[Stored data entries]
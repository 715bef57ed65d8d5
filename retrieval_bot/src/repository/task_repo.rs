use std::collections::HashMap;
use std::time::Duration;

use chrono::{DateTime, Utc};
use color_eyre::Result;
use sqlx::types::Json;
use sqlx::PgPool;

use crate::types::{Content, ModuleName, Provider, Task};

/// Worker geo affinity filter. `!`-prefixed values invert the set.
#[derive(Debug, Clone, PartialEq, Eq)]
pub struct GeoFilter {
    pub values: Vec<String>,
    pub invert: bool,
}

impl GeoFilter {
    /// Parses `"US,CN"` / `"!US,CN"`; empty input means "match any".
    pub fn parse(raw: &str) -> Option<Self> {
        if raw.is_empty() {
            return None;
        }
        let (invert, list) = match raw.strip_prefix('!') {
            Some(rest) => (true, rest),
            None => (false, raw),
        };
        Some(Self {
            values: list.split(',').map(str::to_string).collect(),
            invert,
        })
    }
}

#[derive(Debug, sqlx::FromRow)]
struct TaskRow {
    requester: String,
    module: String,
    metadata: Json<HashMap<String, String>>,
    provider_id: String,
    peer_id: Option<String>,
    multiaddrs: Json<Vec<String>>,
    city: Option<String>,
    region: Option<String>,
    country: Option<String>,
    continent: Option<String>,
    content_cid: String,
    timeout_ns: i64,
    created_at: DateTime<Utc>,
}

impl TryFrom<TaskRow> for Task {
    type Error = color_eyre::eyre::Error;

    fn try_from(row: TaskRow) -> Result<Self> {
        Ok(Task {
            requester: row.requester,
            module: row.module.parse()?,
            metadata: row.metadata.0,
            provider: Provider {
                id: row.provider_id,
                peer_id: row.peer_id,
                multiaddrs: row.multiaddrs.0,
                city: row.city,
                region: row.region,
                country: row.country,
                continent: row.continent,
            },
            content: Content {
                cid: row.content_cid,
            },
            timeout: Duration::from_nanos(row.timeout_ns.max(0) as u64),
            created_at: row.created_at,
        })
    }
}

/// Durable task queue with pop-once semantics. The row lock plus
/// SKIP LOCKED makes concurrent pops disjoint without external locking.
#[derive(Clone)]
pub struct TaskRepository {
    pool: PgPool,
}

impl TaskRepository {
    pub fn new(pool: PgPool) -> Self {
        Self { pool }
    }

    pub async fn connect(url: &str) -> Result<Self> {
        Ok(Self::new(PgPool::connect(url).await?))
    }

    /// Atomic batch insert.
    pub async fn enqueue_many(&self, tasks: &[Task]) -> Result<u64> {
        if tasks.is_empty() {
            return Ok(0);
        }

        let len = tasks.len();
        let mut requesters = Vec::with_capacity(len);
        let mut modules = Vec::with_capacity(len);
        let mut metadatas: Vec<serde_json::Value> = Vec::with_capacity(len);
        let mut provider_ids = Vec::with_capacity(len);
        let mut peer_ids: Vec<Option<String>> = Vec::with_capacity(len);
        let mut multiaddrs: Vec<serde_json::Value> = Vec::with_capacity(len);
        let mut cities: Vec<Option<String>> = Vec::with_capacity(len);
        let mut regions: Vec<Option<String>> = Vec::with_capacity(len);
        let mut countries: Vec<Option<String>> = Vec::with_capacity(len);
        let mut continents: Vec<Option<String>> = Vec::with_capacity(len);
        let mut content_cids = Vec::with_capacity(len);
        let mut timeouts = Vec::with_capacity(len);
        let mut created_ats = Vec::with_capacity(len);

        for task in tasks {
            requesters.push(task.requester.clone());
            modules.push(task.module.as_str().to_string());
            metadatas.push(serde_json::to_value(&task.metadata)?);
            provider_ids.push(task.provider.id.clone());
            peer_ids.push(task.provider.peer_id.clone());
            multiaddrs.push(serde_json::to_value(&task.provider.multiaddrs)?);
            cities.push(task.provider.city.clone());
            regions.push(task.provider.region.clone());
            countries.push(task.provider.country.clone());
            continents.push(task.provider.continent.clone());
            content_cids.push(task.content.cid.clone());
            timeouts.push(task.timeout.as_nanos() as i64);
            created_ats.push(task.created_at);
        }

        let result = sqlx::query(
            r#"INSERT INTO task_queue
                    (requester, module, metadata, provider_id, peer_id, multiaddrs,
                     city, region, country, continent, content_cid, timeout_ns, created_at)
               SELECT
                    a1, a2, a3, a4, a5, a6, a7, a8, a9, a10, a11, a12, a13
               FROM UNNEST(
                    $1::text[], $2::text[], $3::jsonb[], $4::text[], $5::text[],
                    $6::jsonb[], $7::text[], $8::text[], $9::text[], $10::text[],
                    $11::text[], $12::bigint[], $13::timestamptz[]
               ) AS t(a1, a2, a3, a4, a5, a6, a7, a8, a9, a10, a11, a12, a13)
            "#,
        )
        .bind(&requesters)
        .bind(&modules)
        .bind(&metadatas)
        .bind(&provider_ids)
        .bind(&peer_ids)
        .bind(&multiaddrs)
        .bind(&cities)
        .bind(&regions)
        .bind(&countries)
        .bind(&continents)
        .bind(&content_cids)
        .bind(&timeouts)
        .bind(&created_ats)
        .execute(&self.pool)
        .await?;

        Ok(result.rows_affected())
    }

    /// Atomically match-and-delete the oldest task for the module that
    /// passes the optional geo filters. Rows with no recorded
    /// country/continent compare as the empty string.
    pub async fn pop_one_matching(
        &self,
        module: ModuleName,
        accepted_countries: Option<&GeoFilter>,
        accepted_continents: Option<&GeoFilter>,
    ) -> Result<Option<Task>> {
        let (countries, countries_invert) = match accepted_countries {
            Some(filter) => (Some(filter.values.clone()), filter.invert),
            None => (None, false),
        };
        let (continents, continents_invert) = match accepted_continents {
            Some(filter) => (Some(filter.values.clone()), filter.invert),
            None => (None, false),
        };

        let row = sqlx::query_as::<_, TaskRow>(
            r#"DELETE FROM task_queue
               WHERE id = (
                    SELECT id FROM task_queue
                    WHERE module = $1
                      AND ($2::text[] IS NULL OR (COALESCE(country, '') = ANY($2)) <> $3)
                      AND ($4::text[] IS NULL OR (COALESCE(continent, '') = ANY($4)) <> $5)
                    ORDER BY created_at
                    FOR UPDATE SKIP LOCKED
                    LIMIT 1
               )
               RETURNING requester, module, metadata, provider_id, peer_id, multiaddrs,
                         city, region, country, continent, content_cid, timeout_ns, created_at
            "#,
        )
        .bind(module.as_str())
        .bind(&countries)
        .bind(countries_invert)
        .bind(&continents)
        .bind(continents_invert)
        .fetch_optional(&self.pool)
        .await?;

        row.map(Task::try_from).transpose()
    }

    /// Queue depth for a requester, used for generator backpressure.
    pub async fn count(&self, requester: &str) -> Result<i64> {
        let count: i64 =
            sqlx::query_scalar(r#"SELECT COUNT(*) FROM task_queue WHERE requester = $1"#)
                .bind(requester)
                .fetch_one(&self.pool)
                .await?;
        Ok(count)
    }
}

#[cfg(test)]
mod tests {
    use super::*;

    #[test]
    fn parses_plain_filter() {
        let filter = GeoFilter::parse("US,CN").unwrap();
        assert_eq!(filter.values, vec!["US", "CN"]);
        assert!(!filter.invert);
    }

    #[test]
    fn parses_inverted_filter() {
        let filter = GeoFilter::parse("!US").unwrap();
        assert_eq!(filter.values, vec!["US"]);
        assert!(filter.invert);
    }

    #[test]
    fn empty_filter_matches_any() {
        assert_eq!(GeoFilter::parse(""), None);
    }
}
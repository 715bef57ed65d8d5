use chrono::{DateTime, Utc};
use serde::{Deserialize, Serialize};

use crate::epoch::epoch_to_time;
use crate::model::rpc;

/// One observed storage agreement, as persisted in the deal store.
/// Epochs are converted to wall-clock at the ingest boundary.
#[derive(Debug, Clone, Serialize, Deserialize, sqlx::FromRow)]
pub struct DealState {
    #[sqlx(try_from = "i64")]
    #[serde(deserialize_with = "deserialize_deal_id")]
    pub deal_id: u64,
    pub piece_cid: String,
    pub piece_size: i64,
    pub label: String,
    pub verified: bool,
    pub client: String,
    pub provider: String,
    pub start: DateTime<Utc>,
    pub expiration: DateTime<Utc>,
    pub sector_start: DateTime<Utc>,
    pub slashed: DateTime<Utc>,
    pub last_updated: DateTime<Utc>,
}

impl DealState {
    pub fn from_rpc(deal_id: u64, deal: &rpc::Deal) -> Self {
        Self {
            deal_id,
            piece_cid: deal.proposal.piece_cid.root.clone(),
            piece_size: deal.proposal.piece_size,
            label: deal.proposal.label.clone(),
            verified: deal.proposal.verified_deal,
            client: deal.proposal.client.clone(),
            provider: deal.proposal.provider.clone(),
            start: epoch_to_time(deal.proposal.start_epoch),
            expiration: epoch_to_time(deal.proposal.end_epoch),
            sector_start: epoch_to_time(deal.state.sector_start_epoch),
            slashed: epoch_to_time(deal.state.slash_epoch),
            last_updated: epoch_to_time(deal.state.last_updated_epoch),
        }
    }

    /// Deal age measured from sector activation, in fractional years.
    pub fn age_in_years(&self) -> f64 {
        let elapsed = Utc::now() - self.sector_start;
        elapsed.num_seconds() as f64 / (24.0 * 365.0 * 3600.0)
    }
}

/// Historical documents carried deal ids in both 32- and 64-bit widths;
/// accept any unsigned integer and normalize to u64.
fn deserialize_deal_id<'de, D: serde::Deserializer<'de>>(deserializer: D) -> Result<u64, D::Error> {
    let raw = serde_json::Number::deserialize(deserializer)?;
    raw.as_u64()
        .ok_or_else(|| serde::de::Error::custom(format!("deal id out of range: {raw}")))
}

#[cfg(test)]
mod tests {
    use super::*;
    use crate::epoch::time_to_epoch;

    fn deal_with_sector_start(sector_start: DateTime<Utc>) -> DealState {
        DealState {
            deal_id: 1,
            piece_cid: "baga".to_string(),
            piece_size: 100,
            label: String::new(),
            verified: true,
            client: "f0100".to_string(),
            provider: "f0200".to_string(),
            start: sector_start,
            expiration: Utc::now() + chrono::Duration::days(180),
            sector_start,
            slashed: epoch_to_time(-1),
            last_updated: Utc::now(),
        }
    }

    #[test]
    fn age_is_about_one_year_for_year_old_deals() {
        let deal = deal_with_sector_start(Utc::now() - chrono::Duration::days(365));
        assert!((deal.age_in_years() - 1.0).abs() < 0.01);
    }

    #[test]
    fn rpc_conversion_normalizes_epochs() {
        let now_epoch = time_to_epoch(Utc::now());
        let deal = rpc::Deal {
            proposal: rpc::DealProposal {
                piece_cid: rpc::CidRef {
                    root: "baga6ea4seaq".to_string(),
                },
                piece_size: 34_359_738_368,
                verified_deal: true,
                client: "f0999".to_string(),
                provider: "f0888".to_string(),
                label: "bafybeib".to_string(),
                start_epoch: now_epoch,
                end_epoch: now_epoch + 10,
            },
            state: rpc::DealStateInfo {
                sector_start_epoch: now_epoch,
                last_updated_epoch: -1,
                slash_epoch: -1,
            },
        };

        let state = DealState::from_rpc(42, &deal);
        assert_eq!(state.deal_id, 42);
        assert_eq!(state.piece_cid, "baga6ea4seaq");
        assert_eq!(time_to_epoch(state.sector_start), now_epoch);
        assert_eq!(state.last_updated.timestamp(), 0);
    }

    #[test]
    fn deal_id_widths_normalize_to_u64() {
        let narrow: DealState = serde_json::from_value(serde_json::json!({
            "deal_id": 77_i32,
            "piece_cid": "baga", "piece_size": 1, "label": "", "verified": false,
            "client": "a", "provider": "b",
            "start": "2023-01-01T00:00:00Z", "expiration": "2024-01-01T00:00:00Z",
            "sector_start": "2023-01-01T00:00:00Z", "slashed": "1970-01-01T00:00:00Z",
            "last_updated": "2023-01-01T00:00:00Z"
        }))
        .unwrap();
        assert_eq!(narrow.deal_id, 77);

        let wide: DealState = serde_json::from_value(serde_json::json!({
            "deal_id": 9_000_000_000_u64,
            "piece_cid": "baga", "piece_size": 1, "label": "", "verified": false,
            "client": "a", "provider": "b",
            "start": "2023-01-01T00:00:00Z", "expiration": "2024-01-01T00:00:00Z",
            "sector_start": "2023-01-01T00:00:00Z", "slashed": "1970-01-01T00:00:00Z",
            "last_updated": "2023-01-01T00:00:00Z"
        }))
        .unwrap();
        assert_eq!(wide.deal_id, 9_000_000_000);
    }
}
use std::collections::HashMap;

use color_eyre::{eyre::eyre, Result};
use once_cell::sync::Lazy;

static COUNTRY_TO_CONTINENT: Lazy<HashMap<String, String>> = Lazy::new(|| {
    serde_json::from_str(include_str!("../resources/country_to_continent.json"))
        .expect("bundled country table must parse")
});

/// Maps an ISO-3166 alpha-2 country code to its continent code.
/// An unknown country is a hard error: persisting a geo record without a
/// continent would break the worker-side affinity filters.
pub fn continent_for_country(country: &str) -> Result<&'static str> {
    COUNTRY_TO_CONTINENT
        .get(country)
        .map(String::as_str)
        .ok_or_else(|| eyre!("unknown country: {country}"))
}

#[cfg(test)]
mod tests {
    use super::*;

    #[test]
    fn maps_known_countries() {
        assert_eq!(continent_for_country("US").unwrap(), "NA");
        assert_eq!(continent_for_country("DE").unwrap(), "EU");
        assert_eq!(continent_for_country("JP").unwrap(), "AS");
        assert_eq!(continent_for_country("BR").unwrap(), "SA");
        assert_eq!(continent_for_country("AU").unwrap(), "OC");
        assert_eq!(continent_for_country("ZA").unwrap(), "AF");
    }

    #[test]
    fn unknown_country_is_an_error() {
        assert!(continent_for_country("XX").is_err());
        assert!(continent_for_country("").is_err());
    }
}
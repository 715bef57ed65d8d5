use std::time::Duration;

use reqwest::Client;
use reqwest_middleware::{ClientBuilder, ClientWithMiddleware};
use reqwest_retry::{policies::ExponentialBackoff, RetryTransientMiddleware};
use retry_policies::Jitter;

/// Shared retrying HTTP client for the cache and geo endpoints.
pub fn build_reqwest_retry_client(
    min_retry_interval_ms: u64,
    max_retry_interval_ms: u64,
) -> ClientWithMiddleware {
    let retry_policy = ExponentialBackoff::builder()
        .jitter(Jitter::None)
        .base(2)
        .retry_bounds(
            Duration::from_millis(min_retry_interval_ms),
            Duration::from_millis(max_retry_interval_ms),
        )
        .build_with_max_retries(3);

    ClientBuilder::new(Client::new())
        .with(RetryTransientMiddleware::new_with_policy(retry_policy))
        .build()
}
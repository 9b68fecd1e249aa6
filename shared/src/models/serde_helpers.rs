//! Common serde helpers for SurrealDB record ids
//!
//! 支持两种 RecordId 格式的反序列化：
//! - 字符串格式 "table:id" (来自 API JSON)
//! - SurrealDB 原生格式 (来自数据库)

use serde::{Deserialize, Deserializer, Serializer};
use surrealdb::RecordId;

/// 内部辅助：同时支持字符串和原生 RecordId 格式
#[derive(Debug, Clone)]
struct FlexibleRecordId(RecordId);

impl<'de> Deserialize<'de> for FlexibleRecordId {
    fn deserialize<D>(deserializer: D) -> Result<Self, D::Error>
    where
        D: Deserializer<'de>,
    {
        use serde::de::{self, Visitor};
        use std::fmt;

        struct FlexibleVisitor;

        impl<'de> Visitor<'de> for FlexibleVisitor {
            type Value = FlexibleRecordId;

            fn expecting(&self, formatter: &mut fmt::Formatter) -> fmt::Result {
                formatter.write_str("a string 'table:id' or RecordId")
            }

            fn visit_str<E>(self, value: &str) -> Result<Self::Value, E>
            where
                E: de::Error,
            {
                value
                    .parse::<RecordId>()
                    .map(FlexibleRecordId)
                    .map_err(|_| de::Error::custom(format!("invalid RecordId: {}", value)))
            }

            fn visit_map<M>(self, map: M) -> Result<Self::Value, M::Error>
            where
                M: de::MapAccess<'de>,
            {
                // 委托给 RecordId 原生反序列化
                RecordId::deserialize(de::value::MapAccessDeserializer::new(map))
                    .map(FlexibleRecordId)
            }
        }

        deserializer.deserialize_any(FlexibleVisitor)
    }
}

/// RecordId serialization as "table:id" string
pub mod record_id {
    use super::*;

    pub fn serialize<S>(id: &RecordId, s: S) -> Result<S::Ok, S::Error>
    where
        S: Serializer,
    {
        s.serialize_str(&id.to_string())
    }

    pub fn deserialize<'de, D>(d: D) -> Result<RecordId, D::Error>
    where
        D: Deserializer<'de>,
    {
        FlexibleRecordId::deserialize(d).map(|f| f.0)
    }
}

/// Option<RecordId> serialization
pub mod option_record_id {
    use super::*;

    pub fn serialize<S>(id: &Option<RecordId>, s: S) -> Result<S::Ok, S::Error>
    where
        S: Serializer,
    {
        match id {
            Some(id) => s.serialize_some(&id.to_string()),
            None => s.serialize_none(),
        }
    }

    pub fn deserialize<'de, D>(d: D) -> Result<Option<RecordId>, D::Error>
    where
        D: Deserializer<'de>,
    {
        Option::<FlexibleRecordId>::deserialize(d).map(|opt| opt.map(|f| f.0))
    }
}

* [Problem to solve] Using the records above, work out the number of lines that contain "tasks" and write only that number.

* [Task solution] 4